__Try it__.
Below are some entries. Copy each line in them that holds "Option".
** Opening Task material block **
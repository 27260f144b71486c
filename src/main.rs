// src/main.rs - Command line front end
use clap::{Parser, Subcommand, ValueEnum};
use std::error::Error;
use std::path::PathBuf;
use std::sync::Arc;
use std::time::Duration;
use tcode_host::config::{self, Config};
use tcode_host::output::{Connector, LoopbackConnector, SerialConnector, list_ports};
use tcode_host::player::ParameterUpdate;
use tcode_host::script::ScriptSet;
use tcode_host::stroke::StrokeGenerator;
use tcode_host::tcode::{Encoder, Interval};
use tcode_host::{Axis, AxisMap, MotionCommand, Session};

type BoxError = Box<dyn Error + Send + Sync + 'static>;

#[derive(Parser, Debug)]
#[command(name = "tcode-host", about = "Drive T-code devices from scripts or random strokes")]
struct Cli {
    /// Configuration file (TOML). Defaults apply when omitted.
    #[arg(short, long, global = true)]
    config: Option<PathBuf>,

    /// More logging (-v debug, -vv trace)
    #[arg(short, long, action = clap::ArgAction::Count, global = true)]
    verbose: u8,

    #[command(subcommand)]
    command: Command,
}

#[derive(Subcommand, Debug)]
enum Command {
    /// List serial ports
    Ports,
    /// Encode axis values into a single frame
    Encode {
        /// Axis values on the 0-1000 scale, e.g. L0=500 R0=250
        #[arg(value_parser = parse_axis_value, required = true)]
        values: Vec<(Axis, f64)>,
        #[arg(short, long)]
        interval_ms: Option<f64>,
    },
    /// Play the scripts belonging to a media file
    Play {
        /// Media file or one of its scripts
        path: PathBuf,
        #[arg(long)]
        rate: Option<f64>,
        #[arg(long)]
        latency: Option<i64>,
        #[arg(long)]
        pause_fill: bool,
        #[command(flatten)]
        run: RunArgs,
    },
    /// Generate random strokes
    Random {
        /// Stroke speed in percent
        #[arg(long)]
        speed: Option<u32>,
        #[command(flatten)]
        run: RunArgs,
    },
}

#[derive(clap::Args, Debug)]
struct RunArgs {
    #[arg(short, long, value_enum, default_value_t = OutputKind::Serial)]
    output: OutputKind,
    /// Serial port, overrides the configured one
    #[arg(short, long)]
    port: Option<String>,
    /// Stop after this many seconds instead of waiting for Ctrl-C
    #[arg(short, long)]
    duration: Option<f64>,
}

#[derive(ValueEnum, Clone, Copy, Debug, PartialEq, Eq)]
enum OutputKind {
    Serial,
    Visualize,
}

fn parse_axis_value(s: &str) -> Result<(Axis, f64), BoxError> {
    let pos = s
        .find('=')
        .ok_or_else(|| format!("invalid AXIS=VALUE: no `=` found in `{s}`"))?;
    let axis: Axis = s[..pos].parse()?;
    let value: f64 = s[pos + 1..].parse()?;
    Ok((axis, value))
}

fn load(path: Option<&PathBuf>) -> Result<Config, BoxError> {
    let Some(path) = path else {
        tracing::info!("No configuration given, using defaults");
        return Ok(Config::default());
    };
    let path = path.display().to_string();
    tracing::info!("Loading configuration from: {}", path);
    config::load_config(&path).map_err(|e| {
        tracing::error!("Failed to load config from '{}': {}", path, e);
        Box::new(e) as BoxError
    })
}

fn connector(config: &Config, run: &RunArgs) -> Arc<dyn Connector> {
    match run.output {
        OutputKind::Serial => {
            let port = run.port.clone().or_else(|| config.device.port.clone());
            Arc::new(SerialConnector::new(port, config.device.baud))
        }
        OutputKind::Visualize => Arc::new(LoopbackConnector::visualizer()),
    }
}

async fn wait(duration: Option<f64>) {
    match duration {
        Some(secs) => {
            tokio::select! {
                _ = tokio::time::sleep(Duration::from_secs_f64(secs.max(0.0))) => {}
                _ = tokio::signal::ctrl_c() => {}
            }
        }
        None => {
            if let Err(e) = tokio::signal::ctrl_c().await {
                tracing::error!("Failed to listen for Ctrl-C: {}", e);
            }
        }
    }
}

async fn play(
    mut config: Config,
    path: PathBuf,
    rate: Option<f64>,
    latency: Option<i64>,
    pause_fill: bool,
    run: RunArgs,
) -> Result<(), BoxError> {
    if let Some(rate) = rate {
        config.player.playback_rate = rate;
    }
    if let Some(latency) = latency {
        config.player.latency_ms = latency;
    }
    config.player.pause_fill |= pause_fill;

    let scripts = ScriptSet::load_for(&path)?;
    tracing::info!(
        "Loaded {} script(s), {:.1}s",
        scripts.len(),
        scripts.duration_ms() as f64 / 1000.0
    );

    let connector = connector(&config, &run);
    let mut session = Session::start(config, connector)?;
    session.connect().await?;
    let player = session.script_player();
    player
        .set_parameters(ParameterUpdate::default().scripts(scripts).running(true))
        .await;
    session.spawn_media_clock(0.0);

    wait(run.duration).await;
    session.shutdown().await?;
    Ok(())
}

async fn random(mut config: Config, speed: Option<u32>, run: RunArgs) -> Result<(), BoxError> {
    if let Some(speed) = speed {
        config.stroke.speed = speed;
    }
    let generator = StrokeGenerator::new(&config.stroke);
    let connector = connector(&config, &run);
    let mut session = Session::start(config, connector)?;
    session.connect().await?;
    let player = session.stroke_player(Some(generator));
    player.set_running(true).await;

    wait(run.duration).await;
    session.shutdown().await?;
    Ok(())
}

#[tokio::main]
async fn main() -> Result<(), BoxError> {
    let cli = Cli::parse();

    let level = match cli.verbose {
        0 => tracing::Level::INFO,
        1 => tracing::Level::DEBUG,
        _ => tracing::Level::TRACE,
    };
    tracing_subscriber::fmt().with_max_level(level).init();

    let config = load(cli.config.as_ref())?;

    match cli.command {
        Command::Ports => {
            let ports = list_ports()?;
            if ports.is_empty() {
                println!("No serial ports found");
            }
            for port in ports {
                println!("{}", port);
            }
        }
        Command::Encode { values, interval_ms } => {
            let values: AxisMap<f64> = values.into_iter().collect();
            let interval = interval_ms.map(Interval::from_millis_f64).unwrap_or_default();
            let encoder = Encoder::new(config.output.output_range()?);
            match encoder.encode(&MotionCommand::new(values, interval)) {
                Some(frame) => println!("{}", frame),
                None => println!("(empty frame)"),
            }
        }
        Command::Play {
            path,
            rate,
            latency,
            pause_fill,
            run,
        } => play(config, path, rate, latency, pause_fill, run).await?,
        Command::Random { speed, run } => random(config, speed, run).await?,
    }
    Ok(())
}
** Closing Task material block **
__Task response__.
    config: Option<PathBuf>,
        interval_ms: Option<f64>,
        rate: Option<f64>,
        latency: Option<i64>,
        speed: Option<u32>,
    port: Option<String>,
    duration: Option<f64>,
fn load(path: Option<&PathBuf>) -> Result<Config, BoxError> {
async fn wait(duration: Option<f64>) {
    rate: Option<f64>,
    latency: Option<i64>,
async fn random(mut config: Config, speed: Option<u32>, run: RunArgs) -> Result<(), BoxError> {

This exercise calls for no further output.